▶ **EXERCISE DETAILS**:
What lines in the entries below contain the word "ListId"? Copy all of them.

Saved data entries:
=== Section Start ===
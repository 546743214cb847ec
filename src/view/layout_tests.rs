//! Tests for the screen layout.

use super::*;
use crate::model::{ItemDraft, ItemId, ListId, ShoppingList};
use crate::state::{Dialog, PromptKind, PromptState, SortOrder};
use ratatui::{backend::TestBackend, buffer::Buffer, Terminal};
use tracing::Level;

fn buffer_to_string(buffer: &Buffer) -> String {
    let area = buffer.area();
    let mut lines = Vec::new();
    for y in area.top()..area.bottom() {
        let mut line = String::new();
        for x in area.left()..area.right() {
            line.push_str(buffer[(x, y)].symbol());
        }
        lines.push(line.trim_end().to_string());
    }
    lines.join("\n")
}

fn draw(state: &AppState) -> String {
    let mut terminal = Terminal::new(TestBackend::new(80, 24)).unwrap();
    let palette = Palette::default();
    terminal
        .draw(|frame| render_layout(frame, state, &palette))
        .unwrap();
    buffer_to_string(terminal.backend().buffer())
}

fn sample_state() -> AppState {
    let mut list = ShoppingList::new(ListId::new(1), "Wocheneinkauf", None);
    list.add_item(ItemDraft::named("Hafermilch").into_item(ItemId::new(1)));
    let mut state = AppState::new(SortOrder::Default, 20);
    state.set_lists(vec![list]);
    state
}

#[test]
fn centered_rect_is_centered() {
    let area = Rect::new(0, 0, 100, 50);
    assert_eq!(centered_rect(50, 50, area), Rect::new(25, 12, 50, 25));
}

#[test]
fn centered_rect_handles_wide_terminals() {
    let area = Rect::new(0, 0, 1000, 40);
    assert_eq!(centered_rect(80, 100, area).width, 800);
}

#[test]
fn centered_fixed_clamps_height() {
    let area = Rect::new(0, 0, 80, 4);
    let popup = centered_fixed(60, 10, area);
    assert_eq!(popup.height, 4);
    assert_eq!(popup.width, 48);
}

#[test]
fn board_and_status_hints_render() {
    let text = draw(&sample_state());
    assert!(text.contains("Active lists (1)"), "got:\n{text}");
    assert!(text.contains("Wocheneinkauf"));
    assert!(text.contains("? help"));
}

#[test]
fn status_message_replaces_hints() {
    let mut state = sample_state();
    state.report(Level::WARN, "A list needs a name");
    let text = draw(&state);
    assert!(text.contains("A list needs a name"));
    assert!(!text.contains("? help"));
}

#[test]
fn open_list_renders_detail_modal() {
    let mut state = sample_state();
    state.open_selected();
    let text = draw(&state);
    assert!(text.contains("Wocheneinkauf [all, list order]"), "got:\n{text}");
    assert!(text.contains("[ ] Hafermilch"));
}

#[test]
fn hidden_log_pane_shows_unread_badge() {
    let mut state = sample_state();
    state.log_pane.record(Level::WARN, "List 9 not found");
    let text = draw(&state);
    assert!(text.contains("[1 new log]"), "got:\n{text}");

    state.log_pane.toggle_visible();
    let text = draw(&state);
    assert!(text.contains("List 9 not found"));
    assert!(!text.contains("new log]"));
}

#[test]
fn dialog_draws_over_board() {
    let mut state = sample_state();
    state.dialog = Dialog::Prompt(PromptState::new(PromptKind::NewList));
    let text = draw(&state);
    assert!(text.contains("New list"));
    assert!(text.contains("List name:"));
}

#[test]
fn help_overlay_draws_on_top() {
    let mut state = sample_state();
    state.help_visible = true;
    let text = draw(&state);
    assert!(text.contains("Keyboard Shortcuts"));
}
=== Section End ===
▶ **SOLUTION FOR THIS EXERCISE**:
use crate::model::{ItemDraft, ItemId, ListId, ShoppingList};
    let mut list = ShoppingList::new(ListId::new(1), "Wocheneinkauf", None);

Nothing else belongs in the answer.